Among the entries below, tally the lines that include "NodeId", and give the number alone.
^^^^^^^^
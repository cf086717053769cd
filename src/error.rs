// RasterGL
// copyright zipxing@hotmail.com 2022~2025

//! Error taxonomy shared by every raster_gl operation.
//!
//! Build-time failures (shader compile/link, context creation, malformed
//! input) surface here. Uniform type mismatches never do: they are logged
//! and skipped, see `node::uniform`.

use crate::{gl::ShaderKind, node::NodeId};

pub type Result<T> = std::result::Result<T, RasterError>;

#[derive(Debug, Clone, PartialEq, thiserror::Error)]
pub enum RasterError {
    /// every texture unit of the pool is held by a live texture
    #[error("all {slots} texture units are in use")]
    ResourceExhausted { slots: usize },

    #[error("invalid image: {width}x{height}")]
    InvalidImage { width: u32, height: u32 },

    #[error("{len} bytes cannot be laid out as {width}x{height} RGB or RGBA pixels")]
    InvalidPixelLayout { len: usize, width: u32, height: u32 },

    #[error("fetching {url} failed: {reason}")]
    FetchFailed { url: String, reason: String },

    #[error("image decode failed: {0}")]
    DecodeFailed(String),

    #[error("{stage} shader compile error: {log}")]
    ShaderCompile { stage: ShaderKind, log: String },

    #[error("program link error: {0}")]
    ShaderLink(String),

    /// operating on a texture or node after `free()`
    #[error("{0} used after free")]
    UseAfterFree(String),

    #[error("unsupported format: {0}")]
    UnsupportedFormat(String),

    #[error("gpu context unavailable: {0}")]
    GpuUnavailable(String),

    #[error("gl object creation failed: {0}")]
    Gl(String),

    #[error("invalid configuration: {0}")]
    InvalidConfiguration(String),

    #[error("unknown handle: {0}")]
    UnknownHandle(String),

    #[error("dependency cycle through {0}")]
    DependencyCycle(NodeId),

    #[error("png encode failed: {0}")]
    EncodeFailed(String),

    #[error("log init failed: {0}")]
    LogInit(String),
}
impl<C: Canvas> RasterContext<C> {
    pub(crate) fn render_node(&mut self, id: NodeId) -> Result<()> {
        let node = &mut self.nodes[id.0];
        if !node.is_program_valid() {
            return Ok(());
        }
        if node.rendering {
            return Err(RasterError::DependencyCycle(id));
        }
        node.rendering = true;
        let result = self.render_pass(id);
        self.nodes[id.0].rendering = false;
        result
    }

    fn render_pass(&mut self, id: NodeId) -> Result<()> {
        self.resolve_samplers(id)?;
        let Some(program) = self.nodes[id.0].program() else {
            return Ok(());
        };
        self.state.use_program(&self.gl, Some(program));
        self.bind_quad(id, program)?;
        self.ensure_offscreen(id)?;
        self.bind_output(id);

        let ctx = &mut *self;
        let node = &mut ctx.nodes[id.0];
        for (name, binding) in node.uniforms.iter_mut() {
            binding.upload(&ctx.gl, program, name, &mut ctx.textures, &mut ctx.units)?;
        }
        if !node.uint32 {
            let [r, g, b, a] = node.clear_color;
            ctx.gl.clear_color(r, g, b, a);
            ctx.gl.clear_color_buffer();
        }
        ctx.gl.draw_triangle_strip(0, 4);
        if !node.render_to_texture {
            ctx.canvas_owner = Some(id);
        }
        Ok(())
    }

    /// Pull node-sourced samplers up to date and move usage records when
    /// the upstream output texture changed.
    ///
    /// A canvas-mode upstream is sampled through a readback snapshot, taken
    /// again only when the upstream is stale. The replaced snapshot is freed
    /// once nothing samples it.
    fn resolve_samplers(&mut self, id: NodeId) -> Result<()> {
        let sources: Vec<(String, NodeId)> = self.nodes[id.0]
            .uniforms
            .iter()
            .filter_map(|(name, b)| match b.value {
                BindingValue::Sampler {
                    source: TextureInput::Node(n),
                    ..
                } => Some((name.clone(), n)),
                _ => None,
            })
            .collect();
        for (name, upstream) in sources {
            let snapshot = upstream != id
                && self
                    .nodes
                    .get(upstream.0)
                    .is_some_and(|n| !n.render_to_texture);
            let texture = if upstream == id {
                // previous output, never re-rendered from inside its own pass
                self.nodes[id.0].current_output()
            } else {
                let node = self
                    .nodes
                    .get(upstream.0)
                    .ok_or_else(|| RasterError::UnknownHandle(upstream.to_string()))?;
                if node.is_freed() {
                    return Err(RasterError::UseAfterFree(upstream.to_string()));
                }
                if !node.is_program_valid() {
                    continue;
                }
                if snapshot && !node.output_stale && self.has_live_sampler(id, &name) {
                    continue;
                }
                Some(self.output_texture_of(upstream)?)
            };
            let Some(texture) = texture else {
                continue;
            };
            let replaced = self.rebind_sampler(id, &name, texture);
            if snapshot {
                if let Some(t) = replaced.and_then(|t| self.textures.get_mut(t.0)) {
                    if t.usage_records().is_empty() {
                        t.free(&self.gl, &mut self.units);
                    }
                }
            }
        }
        Ok(())
    }

    fn has_live_sampler(&self, id: NodeId, name: &str) -> bool {
        self.nodes[id.0]
            .uniforms
            .get(name)
            .and_then(|b| b.value.sampled_texture())
            .and_then(|t| self.textures.get(t.0))
            .is_some_and(|t| !t.is_freed())
    }

    /// Point a sampler at `new`, returning the texture it sampled before.
    fn rebind_sampler(&mut self, id: NodeId, name: &str, new: TextureId) -> Option<TextureId> {
        let binding = self.nodes[id.0].uniforms.get_mut(name)?;
        let BindingValue::Sampler { texture, .. } = &mut binding.value else {
            return None;
        };
        if *texture == Some(new) {
            return None;
        }
        let old = texture.replace(new);
        binding.needs_upload = true;
        if let Some(t) = old.and_then(|t| self.textures.get_mut(t.0)) {
            t.remove_usage_record(id, name, &mut self.units);
        }
        if let Some(t) = self.textures.get_mut(new.0) {
            t.add_usage_record(id, name);
        }
        old
    }

    pub(crate) fn output_texture_of(&mut self, id: NodeId) -> Result<TextureId> {
        let node = self
            .nodes
            .get(id.0)
            .ok_or_else(|| RasterError::UnknownHandle(id.to_string()))?;
        if node.is_freed() {
            return Err(RasterError::UseAfterFree(id.to_string()));
        }
        if !node.render_to_texture {
            // the canvas is shared, it may hold another node's frame
            if node.output_stale || self.canvas_owner != Some(id) {
                self.render_node(id)?;
            }
            warn!("{} renders to the canvas, its output is read back into a new texture", id);
            return self.texture_from_canvas();
        }
        let live = node
            .current_output()
            .and_then(|t| self.textures.get(t.0))
            .map(|t| !t.is_freed())
            .unwrap_or(false);
        if node.output_stale || !live {
            self.render_node(id)?;
        }
        self.nodes[id.0].current_output().ok_or_else(|| {
            RasterError::InvalidConfiguration(format!("{} has no valid program to render", id))
        })
    }

    fn texture_from_canvas(&mut self) -> Result<TextureId> {
        let (width, height) = self.canvas.size();
        self.state.bind_target(&self.gl, None);
        let mut pixels = vec![0u8; width as usize * height as usize * 4];
        self.gl.read_pixels_u8(width, height, &mut pixels);
        create_texture(
            &self.gl,
            &mut self.textures,
            width,
            height,
            TexelFormat::Rgba8,
            Some(&pixels),
            Filter::Linear,
            BitDepth::Eight,
        )
    }

    fn bind_quad(&mut self, id: NodeId, program: <C::Gl as GlBackend>::Program) -> Result<()> {
        let gl = &self.gl;
        let node = &mut self.nodes[id.0];
        if node.quad.is_none() {
            let vertex_array = gl.create_vertex_array().map_err(RasterError::Gl)?;
            let buffer = gl.create_buffer().map_err(RasterError::Gl)?;
            gl.bind_vertex_array(Some(vertex_array));
            gl.bind_array_buffer(Some(buffer));
            gl.array_buffer_data(bytemuck::cast_slice(&QUAD_VERTICES));
            node.quad = Some(Quad {
                vertex_array,
                buffer,
                program: None,
            });
        }
        let Some(quad) = node.quad.as_mut() else {
            return Ok(());
        };
        gl.bind_vertex_array(Some(quad.vertex_array));
        if quad.program != Some(program) {
            gl.bind_array_buffer(Some(quad.buffer));
            if let Some(location) = gl.attrib_location(program, POSITION_ATTRIBUTE) {
                gl.enable_vertex_attrib_array(location);
                gl.vertex_attrib_pointer_f32(location, 2, 0, 0);
            }
            quad.program = Some(program);
        }
        Ok(())
    }

    /// Allocate the output texture when rendering to texture and there is
    /// no usable one, or every render when outputs are not reused. A
    /// texture of the wrong size or freed elsewhere is not usable.
    fn ensure_offscreen(&mut self, id: NodeId) -> Result<()> {
        let node = &self.nodes[id.0];
        if !node.render_to_texture {
            return Ok(());
        }
        let (width, height) = (node.width, node.height);
        let usable = node
            .current_output()
            .and_then(|t| self.textures.get(t.0))
            .map(|t| !t.is_freed() && t.width() == width && t.height() == height)
            .unwrap_or(false);
        if usable && node.reuse_output_texture {
            return Ok(());
        }
        let (format, filter, depth) = if node.uint32 {
            (TexelFormat::Rgba32Ui, Filter::Nearest, BitDepth::ThirtyTwo)
        } else {
            (TexelFormat::Rgba8, Filter::Linear, BitDepth::Eight)
        };
        let existing = node.offscreen.as_ref().map(|o| o.framebuffer);

        let texture = create_texture(&self.gl, &mut self.textures, width, height, format, None, filter, depth)?;
        let framebuffer = match existing {
            Some(fb) => fb,
            None => self.gl.create_framebuffer().map_err(RasterError::Gl)?,
        };
        self.state.bind_target(&self.gl, Some(framebuffer));
        self.gl.framebuffer_texture_2d(Some(self.textures[texture.0].texture()?));
        if !self.gl.framebuffer_complete() {
            error!("{}: framebuffer is not complete", id);
        }
        let node = &mut self.nodes[id.0];
        node.offscreen = Some(Offscreen {
            framebuffer,
            texture: Some(texture),
        });
        node.output_stale = true;
        debug!("{} output is now {}", id, texture);
        Ok(())
    }

    fn bind_output(&mut self, id: NodeId) {
        let node = &mut self.nodes[id.0];
        let framebuffer = node.framebuffer();
        let (width, height) = match framebuffer {
            Some(_) => (node.width, node.height),
            None => {
                let size = scaled_size(node.width, node.height, self.canvas.pixel_ratio());
                if self.canvas.size() != size {
                    self.canvas.set_size(size.0, size.1);
                }
                size
            }
        };
        if node.output_stale || !self.state.is_bound(framebuffer) {
            self.state.bind_target(&self.gl, framebuffer);
        }
        node.output_stale = false;
        self.state.viewport(&self.gl, width, height);
    }
}
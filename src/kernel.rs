// RasterGL
// copyright zipxing@hotmail.com 2022~2025

//! Gaussian kernels for separable blur passes, uploaded with
//! `set_uniform_number_array`.

/// Share of the Gaussian mass that falls inside the kernel radius.
#[derive(Debug, Clone, Copy, PartialEq, Eq)]
pub enum CentralMass {
    P90,
    P95,
    P98,
    P99,
    P995,
    P997,
    P999,
}

impl CentralMass {
    /// z score of the two-sided interval holding this mass
    pub fn z(self) -> f32 {
        match self {
            CentralMass::P90 => 1.644854,
            CentralMass::P95 => 1.959964,
            CentralMass::P98 => 2.326348,
            CentralMass::P99 => 2.575829,
            CentralMass::P995 => 2.807034,
            // 3 sigma rule of thumb
            CentralMass::P997 => 3.0,
            CentralMass::P999 => 3.290527,
        }
    }
}

/// Sigma such that `mass` of the distribution lies within `radius`.
/// Usually called with `CentralMass::P99`.
pub fn sigma_from_radius(radius: f32, mass: CentralMass) -> f32 {
    if radius <= 0.0 {
        return 1e-6;
    }
    radius / mass.z()
}

/// `2 * radius + 1` weights, symmetric, summing to 1.
///
/// A sigma that is not positive is clamped to 1e-6, which puts the whole
/// weight on the center tap.
pub fn build_gaussian_kernel(radius: u32, sigma: f32) -> Vec<f32> {
    let r = radius as i64;
    let sigma = if sigma > 0.0 { sigma } else { 1e-6 };
    let sigma2 = sigma * sigma * 2.0;
    let mut kernel: Vec<f32> = (-r..=r)
        .map(|i| (-((i * i) as f32) / sigma2).exp())
        .collect();
    let sum: f32 = kernel.iter().sum();
    for v in kernel.iter_mut() {
        *v /= sum;
    }
    kernel
}

/// Kernel whose radius covers `mass`, usually `CentralMass::P999`.
pub fn build_gaussian_kernel_from_radius(radius: u32, mass: CentralMass) -> Vec<f32> {
    build_gaussian_kernel(radius, sigma_from_radius(radius as f32, mass))
}

#[cfg(test)]
mod tests {
    use super::*;

    #[test]
    fn kernel_shape() {
        for radius in [0u32, 1, 3, 7, 30] {
            let k = build_gaussian_kernel_from_radius(radius, CentralMass::P999);
            assert_eq!(k.len(), 2 * radius as usize + 1);
            let sum: f32 = k.iter().sum();
            assert!((sum - 1.0).abs() < 1e-4, "radius {} sums to {}", radius, sum);
            for i in 0..k.len() / 2 {
                assert!((k[i] - k[k.len() - 1 - i]).abs() < 1e-6);
            }
            let center = radius as usize;
            assert!(k.iter().all(|v| *v <= k[center]));
        }
    }

    #[test]
    fn sigma_follows_z_table() {
        assert_eq!(sigma_from_radius(0.0, CentralMass::P99), 1e-6);
        assert_eq!(sigma_from_radius(-2.0, CentralMass::P90), 1e-6);
        assert!((sigma_from_radius(3.0, CentralMass::P997) - 1.0).abs() < 1e-6);
        assert!((sigma_from_radius(10.0, CentralMass::P99) - 10.0 / 2.575829).abs() < 1e-5);
    }

    #[test]
    fn zero_radius_is_identity() {
        assert_eq!(build_gaussian_kernel(0, 1.0), vec![1.0]);
    }

    #[test]
    fn degenerate_sigma_is_a_center_tap() {
        for sigma in [0.0, -1.0] {
            let k = build_gaussian_kernel(2, sigma);
            assert!(k.iter().all(|v| v.is_finite()));
            assert_eq!(k, vec![0.0, 0.0, 1.0, 0.0, 0.0]);
        }
    }
}
// RasterGL
// copyright zipxing@hotmail.com 2022~2025

//! Canvas collaborator: where the GPU context comes from and what the
//! default framebuffer looks like.
//!
//! - `HostCanvas` wraps a glow context made by the host application
//!   (glutin / winit / sdl), native targets only
//! - `WebCanvas` creates an `HtmlCanvasElement` or `OffscreenCanvas` and
//!   asks it for `webgl2`, wasm only
//! - `SoftCanvas` (in `gl::soft`) runs on the CPU

use crate::{error::Result, gl::GlBackend};

pub trait Canvas {
    type Gl: GlBackend;

    /// Obtain the GPU context, `GpuUnavailable` when there is none.
    fn context(&mut self) -> Result<Self::Gl>;

    /// drawing buffer size in device pixels
    fn size(&self) -> (u32, u32);

    fn set_size(&mut self, width: u32, height: u32);

    /// device pixels per logical pixel
    fn pixel_ratio(&self) -> f64 {
        1.0
    }

    fn is_offscreen(&self) -> bool;
}

#[cfg(native)]
pub use host::HostCanvas;

#[cfg(native)]
mod host {
    use super::Canvas;
    use crate::error::{RasterError, Result};

    /// A glow context owned by the host, e.g. built with
    /// `glow::Context::from_loader_function` after making a glutin
    /// context current. The default framebuffer belongs to the host window,
    /// so `set_size` only records the size.
    pub struct HostCanvas {
        gl: Option<glow::Context>,
        width: u32,
        height: u32,
        offscreen: bool,
    }

    impl HostCanvas {
        pub fn new(gl: glow::Context, width: u32, height: u32, offscreen: bool) -> Self {
            Self {
                gl: Some(gl),
                width,
                height,
                offscreen,
            }
        }
    }

    impl Canvas for HostCanvas {
        type Gl = glow::Context;

        fn context(&mut self) -> Result<glow::Context> {
            self.gl.take().ok_or_else(|| {
                RasterError::GpuUnavailable("host context already handed out".to_string())
            })
        }

        fn size(&self) -> (u32, u32) {
            (self.width, self.height)
        }

        fn set_size(&mut self, width: u32, height: u32) {
            self.width = width;
            self.height = height;
        }

        fn is_offscreen(&self) -> bool {
            self.offscreen
        }
    }
}

#[cfg(wasm)]
pub use web::WebCanvas;

#[cfg(wasm)]
mod web {
    use super::Canvas;
    use crate::error::{RasterError, Result};
    use log::info;
    use wasm_bindgen::{JsCast, JsValue};

    enum Element {
        Visible(web_sys::HtmlCanvasElement),
        Offscreen(web_sys::OffscreenCanvas),
    }

    pub struct WebCanvas {
        element: Element,
    }

    fn unavailable(e: JsValue) -> RasterError {
        RasterError::GpuUnavailable(format!("{:?}", e))
    }

    impl WebCanvas {
        pub fn create(width: u32, height: u32, offscreen: bool) -> Result<Self> {
            let element = if offscreen {
                Element::Offscreen(web_sys::OffscreenCanvas::new(width, height).map_err(unavailable)?)
            } else {
                let document = web_sys::window()
                    .and_then(|w| w.document())
                    .ok_or_else(|| RasterError::GpuUnavailable("no document".to_string()))?;
                let canvas = document
                    .create_element("canvas")
                    .map_err(unavailable)?
                    .dyn_into::<web_sys::HtmlCanvasElement>()
                    .map_err(|e| unavailable(e.into()))?;
                Element::Visible(canvas)
            };
            let mut c = Self { element };
            c.set_size(width, height);
            Ok(c)
        }

        /// the visible canvas element, for the host to attach to the page
        pub fn element(&self) -> Option<&web_sys::HtmlCanvasElement> {
            match &self.element {
                Element::Visible(c) => Some(c),
                Element::Offscreen(_) => None,
            }
        }
    }

    impl Canvas for WebCanvas {
        type Gl = glow::Context;

        fn context(&mut self) -> Result<glow::Context> {
            let options = js_sys::Object::new();
            js_sys::Reflect::set(&options, &"premultipliedAlpha".into(), &false.into())
                .map_err(unavailable)?;
            let raw = match &self.element {
                Element::Visible(c) => c.get_context_with_context_options("webgl2", &options),
                Element::Offscreen(c) => c.get_context_with_context_options("webgl2", &options),
            }
            .map_err(unavailable)?
            .ok_or_else(|| RasterError::GpuUnavailable("webgl2 not supported".to_string()))?;
            let webgl2 = raw
                .dyn_into::<web_sys::WebGl2RenderingContext>()
                .map_err(|e| unavailable(e.into()))?;
            info!("webgl2 context created");
            Ok(glow::Context::from_webgl2_context(webgl2))
        }

        fn size(&self) -> (u32, u32) {
            match &self.element {
                Element::Visible(c) => (c.width(), c.height()),
                Element::Offscreen(c) => (c.width(), c.height()),
            }
        }

        fn set_size(&mut self, width: u32, height: u32) {
            let ratio = self.pixel_ratio();
            match &self.element {
                Element::Visible(c) => {
                    c.set_width(width);
                    c.set_height(height);
                    let style = c.style();
                    let _ = style.set_property("width", &format!("{}px", width as f64 / ratio));
                    let _ = style.set_property("height", &format!("{}px", height as f64 / ratio));
                }
                Element::Offscreen(c) => {
                    c.set_width(width);
                    c.set_height(height);
                }
            }
        }

        fn pixel_ratio(&self) -> f64 {
            match self.element {
                Element::Visible(_) => web_sys::window().map(|w| w.device_pixel_ratio()).unwrap_or(1.0),
                Element::Offscreen(_) => 1.0,
            }
        }

        fn is_offscreen(&self) -> bool {
            matches!(self.element, Element::Offscreen(_))
        }
    }
}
^^^^^^^^
Exercise output
12